On a warning strike threatened by NARD, the minister said it is not necessary since the government was already engaged with the NMA, their umbrella body.
"On the demand for a 200 per cent salary increase, the NMA is the father of all doctors in Nigeria and they have about four or five affiliates of which the resident doctors is an association affiliated there.
"You have the Medical and Dental Consultants Association (MEDCAN), they are the consultants who are training these medical doctors to become specialists. You also have general medical practitioners association and you also have doctors working in the private sector.
"So, NMA is the father of all, including me. So, NMA is discussing with the Federal Ministry of Health, salaries income and wages commission and the Ministry of Labour and we know that NMA has accepted a salary increase between 25 and 30 per cent across board for their members.
"So, I don't know the logic by which people who are members of NMA are now coming up to say pay us 200 per cent increase. I don't understand it.
"I have called the NMA President to contact them because on the issue of remuneration negotiation, it's NMA that the government deals with. So, I have told the President of NMA to contact them and we will engage them. They should not go on any strike, it's not necessary", he said.
Meanwhile, the extraordinary FEC meeting has approved the Universal Implementation of the Employee Compensation Act (ECA) 2010 following a memorandum presented by his ministry.

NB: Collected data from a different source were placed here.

use std::path::PathBuf;

use clap::{Parser, Subcommand};

#[derive(Parser)]
#[command(
    name = "docshift",
    about = "Migrate binary artifacts between object stores and relink their records",
    version
)]
pub struct Cli {
    /// Enable debug logging
    #[arg(short, long, global = true)]
    pub verbose: bool,

    /// Path to the configuration file
    #[arg(short, long, global = true, default_value = "docshift.toml")]
    pub config: PathBuf,

    #[command(subcommand)]
    pub command: Commands,
}

#[derive(Subcommand)]
pub enum Commands {
    /// Run the migration described by a plan file
    Run {
        /// Tabular plan file (CSV)
        plan: PathBuf,

        /// Exercise the pipeline on a small sample without writing to the
        /// destination or record store
        #[arg(long)]
        dry_run: bool,
    },

    /// Show the progress ledger summary
    Status,

    /// Clear one item's ledger entry so a later run reprocesses it
    Clear {
        /// Source item id of the ledger entry to clear
        item_id: String,
    },
}
use console::style;

use crate::orchestrator::RunResult;
use crate::progress::{ItemState, ProgressLedger};

pub struct Display;

impl Display {
    pub fn new() -> Self {
        Self
    }

    pub fn print_header(&self, text: &str) {
        println!();
        println!("{}", style(text).bold().cyan());
        println!("{}", style("═".repeat(60)).dim());
    }

    pub fn print_run_summary(&self, result: &RunResult, dry_run: bool) {
        let title = if dry_run {
            "Migration complete (dry run)"
        } else {
            "Migration complete"
        };
        self.print_header(title);

        println!("Total:     {}", style(result.total).bold());
        println!(
            "Completed: {}",
            style(result.completed).bold().green()
        );
        let failed = if result.failed > 0 {
            style(result.failed).bold().red()
        } else {
            style(result.failed).bold()
        };
        println!("Failed:    {}", failed);

        if !result.errors.is_empty() {
            println!();
            println!("{}", style("Errors:").bold().red());
            for error in &result.errors {
                println!(
                    "  - {}: {}",
                    style(&error.product_label).bold(),
                    error.error
                );
            }
        }
        println!();
    }

    pub fn print_status(&self, ledger: &ProgressLedger) {
        self.print_header("Migration status");

        println!("Started:   {}", ledger.started.to_rfc3339());
        println!("Total:     {}", style(ledger.total).bold());
        println!("Completed: {}", style(ledger.completed).bold().green());
        println!("Failed:    {}", style(ledger.failed).bold().red());

        let processing: Vec<&String> = ledger
            .files
            .iter()
            .filter(|(_, entry)| entry.status == ItemState::Processing)
            .map(|(id, _)| id)
            .collect();
        if !processing.is_empty() {
            println!();
            println!(
                "{}",
                style("Left in processing (interrupted run):").yellow()
            );
            for id in processing {
                println!("  - {}", id);
            }
        }

        let failed: Vec<(&String, &str)> = ledger
            .files
            .iter()
            .filter(|(_, entry)| entry.status == ItemState::Failed)
            .map(|(id, entry)| {
                (
                    id,
                    entry
                        .details
                        .get("error")
                        .map(String::as_str)
                        .unwrap_or("unknown error"),
                )
            })
            .collect();
        if !failed.is_empty() {
            println!();
            println!("{}", style("Failed items:").red());
            for (id, error) in failed {
                println!("  - {}: {}", style(id).bold(), error);
            }
        }
        println!();
    }

    pub fn print_error(&self, message: &str) {
        eprintln!("{} {}", style("error:").bold().red(), message);
    }

    pub fn print_info(&self, message: &str) {
        println!("{}", message);
    }
}

impl Default for Display {
    fn default() -> Self {
        Self::new()
    }
}
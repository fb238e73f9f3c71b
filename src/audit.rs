//! Append-only structured audit trail. Advisory, never transactional with
//! the operation it records.

use std::path::PathBuf;

use chrono::{DateTime, Utc};
use serde::{Deserialize, Serialize};
use tokio::fs::OpenOptions;
use tokio::io::AsyncWriteExt;
use tracing::warn;

#[derive(Debug, Clone, Copy, PartialEq, Eq, Serialize, Deserialize)]
#[serde(rename_all = "lowercase")]
pub enum AuditStatus {
    Success,
    Error,
}

#[derive(Debug, Clone, Serialize, Deserialize)]
pub struct AuditRecord {
    pub timestamp: DateTime<Utc>,
    pub event_type: String,
    pub status: AuditStatus,
    pub payload: serde_json::Value,
}

/// Newline-delimited JSON sink. A failed append is logged and swallowed so
/// it can never roll back or fail the business operation it was describing.
pub struct AuditSink {
    path: PathBuf,
}

impl AuditSink {
    pub fn new(path: impl Into<PathBuf>) -> Self {
        Self { path: path.into() }
    }

    pub async fn record(
        &self,
        event_type: &str,
        payload: serde_json::Value,
        status: AuditStatus,
    ) {
        let record = AuditRecord {
            timestamp: Utc::now(),
            event_type: event_type.to_string(),
            status,
            payload,
        };

        if let Err(e) = self.append(&record).await {
            warn!(event_type, error = %e, "Audit append failed");
        }
    }

    async fn append(&self, record: &AuditRecord) -> std::io::Result<()> {
        if let Some(parent) = self.path.parent() {
            if !parent.as_os_str().is_empty() {
                tokio::fs::create_dir_all(parent).await?;
            }
        }

        let mut line = serde_json::to_string(record)?;
        line.push('\n');

        let mut file = OpenOptions::new()
            .create(true)
            .append(true)
            .open(&self.path)
            .await?;
        file.write_all(line.as_bytes()).await?;
        file.flush().await
    }
}
//! Wiring from properties to a runnable scheduler
//!
//! The agent owns the collaborators every monitor shares: one notifier and
//! one prober per transport. Each call to [`Agent::build_scheduler`] loads a
//! fresh set of monitors from the registry, so a supervisor retrying
//! initialization always starts from clean condition state.

use crate::alerts::{LogNotifier, Notifier};
use crate::config::{AgentSettings, NotifierMode, Properties};
use crate::error::SchedulerError;
use crate::monitors::{MonitorJob, Registry};
use crate::probe::{DatagramProber, NoProbe, Prober, ProberSet, WebProber};
use crate::scheduler::{Scheduler, SchedulerConfig, SchedulerFactory};
use crate::snmp::{SnmpProber, TrapNotifier};
use log::{error, info, warn};
use std::sync::Arc;

pub struct Agent {
    properties: Properties,
    settings: AgentSettings,
    notifier: Arc<dyn Notifier>,
    probers: ProberSet,
}

impl Agent {
    /// Build the agent and its production collaborators from properties
    ///
    /// Uses the SNMP, datagram and HTTP probers and the notifier selected by
    /// `[notifier]`. If the HTTP client cannot be built, web checks fail at
    /// poll time instead of preventing startup.
    ///
    /// # Arguments
    ///
    /// * `properties` - Parsed configuration file
    pub fn new(properties: Properties) -> Self {
        let settings = AgentSettings::from_properties(&properties);
        let notifier = build_notifier(&settings.notifier);

        let http: Arc<dyn Prober> = match WebProber::new(settings.http_timeout) {
            Ok(prober) => Arc::new(prober),
            Err(e) => {
                error!("Failed to create HTTP client, web checks will fail: {}", e);
                Arc::new(NoProbe)
            }
        };
        let probers = ProberSet::new(
            Arc::new(SnmpProber::new()),
            Arc::new(DatagramProber::new()),
            http,
        );

        Self {
            properties,
            settings,
            notifier,
            probers,
        }
    }

    /// Build the agent around explicit collaborators
    ///
    /// # Arguments
    ///
    /// * `properties` - Parsed configuration file
    /// * `notifier` - Receives every event the monitors produce
    /// * `probers` - One prober per transport
    pub fn with_collaborators(
        properties: Properties,
        notifier: Arc<dyn Notifier>,
        probers: ProberSet,
    ) -> Self {
        Self {
            settings: AgentSettings::from_properties(&properties),
            properties,
            notifier,
            probers,
        }
    }

    pub fn settings(&self) -> &AgentSettings {
        &self.settings
    }

    /// Scheduler tuning taken from the `[agent]` section
    pub fn scheduler_config(&self) -> SchedulerConfig {
        SchedulerConfig {
            worker_threads: self.settings.worker_threads,
            tick_resolution: self.settings.tick_resolution,
            shutdown_grace: self.settings.shutdown_grace,
        }
    }

    /// Load every enabled monitor and register it with a new scheduler
    ///
    /// A monitor whose registration fails is logged and left out.
    ///
    /// # Errors
    ///
    /// Currently infallible; the signature matches [`SchedulerFactory`].
    pub fn build_scheduler(&self) -> Result<Scheduler, SchedulerError> {
        let mut scheduler = Scheduler::new(self.scheduler_config());

        for monitor in Registry::load(&self.properties).enabled_monitors() {
            let kind = monitor.kind();
            let interval = monitor.interval();
            let prober = self.probers.select(monitor.transport());
            let job = MonitorJob::new(monitor, prober, Arc::clone(&self.notifier));

            if let Err(e) = scheduler.register(Box::new(job), interval) {
                error!("Failed to schedule {} monitor: {}", kind, e);
            }
        }

        if scheduler.job_count() == 0 {
            warn!("No monitors enabled, the agent will stay idle");
        } else {
            info!("Scheduled {} monitor(s)", scheduler.job_count());
        }
        Ok(scheduler)
    }

    /// Turn the agent into a factory for the supervisor
    ///
    /// # Returns
    ///
    /// A factory that builds a new, fully registered scheduler on every call,
    /// so each supervisor retry starts from a clean slate.
    pub fn into_factory(self) -> SchedulerFactory {
        let agent = Arc::new(self);
        Box::new(move || agent.build_scheduler())
    }
}

fn build_notifier(mode: &NotifierMode) -> Arc<dyn Notifier> {
    match mode {
        NotifierMode::Trap {
            host,
            port,
            community,
        } => {
            info!("Sending traps to {}:{}", host, port);
            Arc::new(TrapNotifier::new(host.clone(), *port, community.clone()))
        }
        NotifierMode::Log => {
            info!("Writing notifications to the log");
            Arc::new(LogNotifier::new())
        }
    }
}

According to the minister of labour and employment, the law is operated by the Nigeria Social Insurance Trust Fund (NSITF), adding that it is a replacement of the old Employee Compensation Act that was known as "Workmen Compensation".

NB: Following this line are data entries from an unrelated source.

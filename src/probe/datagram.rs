use crate::error::ProbeError;
use crate::probe::{Probe, ProbeValue, Prober, Target};
use log::debug;
use std::io::ErrorKind;
use std::net::UdpSocket;

/// Detects an inbound UDP stream by waiting for a single datagram
///
/// Binds the target address, waits up to the probe timeout and reports
/// `Presence(true)` if anything arrived, `Presence(false)` if the wait timed
/// out. Only socket-level failures (bind errors and the like) are probe
/// errors.
#[derive(Debug, Default)]
pub struct DatagramProber;

impl DatagramProber {
    pub fn new() -> Self {
        Self
    }
}

impl Prober for DatagramProber {
    fn fetch(&self, target: &Target, probe: &Probe) -> Result<ProbeValue, ProbeError> {
        let (timeout, max_size) = match probe {
            Probe::Datagram { timeout, max_size } => (*timeout, *max_size),
            other => {
                return Err(ProbeError::Unsupported(format!(
                    "datagram prober cannot handle {:?}",
                    other
                )))
            }
        };

        let socket = UdpSocket::bind((target.host.as_str(), target.port))?;
        socket.set_read_timeout(Some(timeout))?;

        let mut buffer = vec![0u8; max_size.max(1)];
        match socket.recv_from(&mut buffer) {
            Ok((size, peer)) => {
                debug!("Received {} byte datagram from {} on {}", size, peer, target);
                Ok(ProbeValue::Presence(true))
            }
            Err(e) if matches!(e.kind(), ErrorKind::WouldBlock | ErrorKind::TimedOut) => {
                debug!("No datagram received on {} within {:?}", target, timeout);
                Ok(ProbeValue::Presence(false))
            }
            Err(e) => Err(ProbeError::IoError(e)),
        }
    }
}

#[cfg(test)]
mod tests {
    use super::*;
    use crate::probe::Credential;
    use std::sync::atomic::{AtomicBool, Ordering};
    use std::sync::Arc;
    use std::thread;
    use std::time::Duration;

    fn free_port() -> u16 {
        let socket = UdpSocket::bind("127.0.0.1:0").unwrap();
        socket.local_addr().unwrap().port()
    }

    fn probe(timeout_ms: u64) -> Probe {
        Probe::Datagram {
            timeout: Duration::from_millis(timeout_ms),
            max_size: 1024,
        }
    }

    #[test]
    fn test_timeout_reports_absent() {
        let target = Target::new("127.0.0.1", free_port(), Credential::None);
        let value = DatagramProber::new().fetch(&target, &probe(100)).unwrap();
        assert_eq!(value, ProbeValue::Presence(false));
    }

    #[test]
    fn test_datagram_reports_present() {
        let port = free_port();
        let target = Target::new("127.0.0.1", port, Credential::None);

        // Keep sending until the prober has had a chance to bind
        let done = Arc::new(AtomicBool::new(false));
        let sender_done = Arc::clone(&done);
        let sender = thread::spawn(move || {
            let socket = UdpSocket::bind("127.0.0.1:0").unwrap();
            while !sender_done.load(Ordering::SeqCst) {
                let _ = socket.send_to(b"frame", ("127.0.0.1", port));
                thread::sleep(Duration::from_millis(10));
            }
        });

        let value = DatagramProber::new().fetch(&target, &probe(2000)).unwrap();
        done.store(true, Ordering::SeqCst);
        sender.join().unwrap();

        assert_eq!(value, ProbeValue::Presence(true));
    }

    #[test]
    fn test_bind_failure_is_probe_error() {
        let held = UdpSocket::bind("127.0.0.1:0").unwrap();
        let port = held.local_addr().unwrap().port();
        let target = Target::new("127.0.0.1", port, Credential::None);

        let result = DatagramProber::new().fetch(&target, &probe(100));
        assert!(matches!(result, Err(ProbeError::IoError(_))));
    }

    #[test]
    fn test_rejects_other_descriptors() {
        let target = Target::new("127.0.0.1", free_port(), Credential::None);
        let result = DatagramProber::new().fetch(&target, &Probe::Get("1.3.6.1".parse().unwrap()));
        assert!(matches!(result, Err(ProbeError::Unsupported(_))));
    }
}
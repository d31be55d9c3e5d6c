use crate::events::{Category, NotificationEvent};
use log::{error, info, warn};

/// Delivers notification events to whatever sits downstream
///
/// Delivery is fire-and-forget: implementations log their own failures and
/// never report them back, so a broken notification path cannot disturb the
/// monitors that produce events.
#[cfg_attr(test, mockall::automock)]
pub trait Notifier: Send + Sync {
    fn send(&self, event: NotificationEvent);
}

/// Writes each event to the log as a single JSON line
///
/// Used when no trap receiver is configured, and handy when running the
/// agent by hand.
#[derive(Debug, Default)]
pub struct LogNotifier;

impl LogNotifier {
    pub fn new() -> Self {
        Self
    }
}

impl Notifier for LogNotifier {
    fn send(&self, event: NotificationEvent) {
        let line = match serde_json::to_string(&event) {
            Ok(line) => line,
            Err(e) => {
                error!("Failed to serialize {} notification: {}", event.kind, e);
                return;
            }
        };

        match event.category {
            Category::Alert => warn!("{}", line),
            Category::Clear | Category::Heartbeat => info!("{}", line),
        }
    }
}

According to him, the Council has approved it for universal implementation, "meaning that apart from the private sector, that is already implementing, the public sector, which is government; federal, state and local governments, have now to adopt this for the protection of their workers.

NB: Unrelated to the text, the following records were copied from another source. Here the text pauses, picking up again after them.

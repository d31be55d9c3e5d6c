//! Self-monitoring of the scheduler
//!
//! Tracks, per scheduled job, how many ticks ran, failed or were dropped
//! because the previous run was still in flight, plus timing of the most
//! recent run. The supervisor logs a summary when the scheduler stops.

use chrono::{DateTime, Utc};
use log::{debug, info, warn};
use std::collections::HashMap;
use std::sync::{Arc, Mutex, PoisonError};
use std::time::{Duration, Instant};

/// Tick statistics for one job
#[derive(Debug, Clone, Default, PartialEq, Eq)]
pub struct JobStats {
    /// Runs that completed, successfully or not
    pub executed: u64,
    /// Runs that returned an error or panicked
    pub failed: u64,
    /// Ticks skipped because the previous run had not finished
    pub dropped: u64,
    /// Duration of the most recent run
    pub last_duration: Option<Duration>,
    /// When the most recent run finished
    pub last_finished: Option<DateTime<Utc>>,
}

impl JobStats {
    /// Share of executed runs that failed, 0-100
    pub fn failure_rate(&self) -> f64 {
        if self.executed == 0 {
            0.0
        } else {
            self.failed as f64 / self.executed as f64 * 100.0
        }
    }
}

/// Thread-safe per-job tick statistics
#[derive(Debug, Default)]
pub struct TickStats {
    jobs: Mutex<HashMap<String, JobStats>>,
}

impl TickStats {
    pub fn new() -> Self {
        Self::default()
    }

    fn update(&self, job: &str, apply: impl FnOnce(&mut JobStats)) {
        let mut jobs = self.jobs.lock().unwrap_or_else(PoisonError::into_inner);
        apply(jobs.entry(job.to_string()).or_default());
    }

    /// Record a run that returned `Ok`
    ///
    /// # Arguments
    ///
    /// * `job` - Job name; the entry is created on first use
    /// * `duration` - Wall-clock time the run took
    pub fn record_success(&self, job: &str, duration: Duration) {
        debug!("Recording successful run of {} in {:?}", job, duration);
        self.update(job, |stats| {
            stats.executed += 1;
            stats.last_duration = Some(duration);
            stats.last_finished = Some(Utc::now());
        });
    }

    /// Record a run that returned an error or panicked
    pub fn record_failure(&self, job: &str, duration: Duration) {
        debug!("Recording failed run of {} in {:?}", job, duration);
        self.update(job, |stats| {
            stats.executed += 1;
            stats.failed += 1;
            stats.last_duration = Some(duration);
            stats.last_finished = Some(Utc::now());
        });
    }

    /// Count a tick that was skipped because the job was still running
    pub fn record_dropped(&self, job: &str) {
        self.update(job, |stats| stats.dropped += 1);
    }

    /// Copy of the statistics for one job
    ///
    /// # Returns
    ///
    /// `None` if the job has never run or dropped a tick.
    pub fn snapshot(&self, job: &str) -> Option<JobStats> {
        self.jobs
            .lock()
            .unwrap_or_else(PoisonError::into_inner)
            .get(job)
            .cloned()
    }

    /// All jobs, sorted by name
    pub fn all(&self) -> Vec<(String, JobStats)> {
        let mut all: Vec<(String, JobStats)> = self
            .jobs
            .lock()
            .unwrap_or_else(PoisonError::into_inner)
            .iter()
            .map(|(name, stats)| (name.clone(), stats.clone()))
            .collect();
        all.sort_by(|a, b| a.0.cmp(&b.0));
        all
    }

    /// Log one line per job and warn about jobs that look unhealthy
    pub fn log_summary(&self) {
        for (name, stats) in self.all() {
            info!(
                "Job {}: executed={}, failed={}, dropped={}, last_duration={:?}",
                name, stats.executed, stats.failed, stats.dropped, stats.last_duration
            );

            if stats.dropped > 0 {
                warn!(
                    "Job {} dropped {} tick(s); its checks take longer than its interval",
                    name, stats.dropped
                );
            }
            if stats.executed > 0 && stats.failure_rate() >= 50.0 {
                warn!(
                    "Job {} failed {:.1}% of its runs",
                    name,
                    stats.failure_rate()
                );
            }
        }
    }
}

/// Measures one run and records it when finished
pub struct RunTimer {
    start_time: Instant,
    job: String,
    stats: Arc<TickStats>,
}

impl RunTimer {
    /// Start timing a run of `job`; nothing is recorded until `finish`
    pub fn start(stats: Arc<TickStats>, job: &str) -> Self {
        Self {
            start_time: Instant::now(),
            job: job.to_string(),
            stats,
        }
    }

    /// Record the run and return how long it took
    pub fn finish(self, success: bool) -> Duration {
        let duration = self.start_time.elapsed();
        if success {
            self.stats.record_success(&self.job, duration);
        } else {
            self.stats.record_failure(&self.job, duration);
        }
        duration
    }
}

"The Act provides that the worker who is injured or had an accident or contacted a disease or disabled or dead in the course of work, should be compensated, remunerated and even the family, pay something when the man is no longer there. It didn't make provision for some of the children to be schooled or educated, up to the age of 21.
"So today is a good day for the Nigerian workers because the decent work agenda that is contained in Convention102 of the ILO has a major branch on what they call workers' protection in the course of work.
"So, this is the law and Nigeria has today directed that all workers in the ministries,
departments and agencies of the federal government should be covered with a percentage contribution. It's an insurance premium, one percent of remuneration. You pay it and it insures your worker against these workplace accident injuries.
"That is what the council passed today and directed the minister of finance and the budget office of the federation to make provision for it in annual budget as social contributions. Under the subject of Social Contributions in our annual appropriation, as of today, you only have two items there; number one is Pension Contribution of employers. Second one is the Health Insurance Scheme by the employer," he said.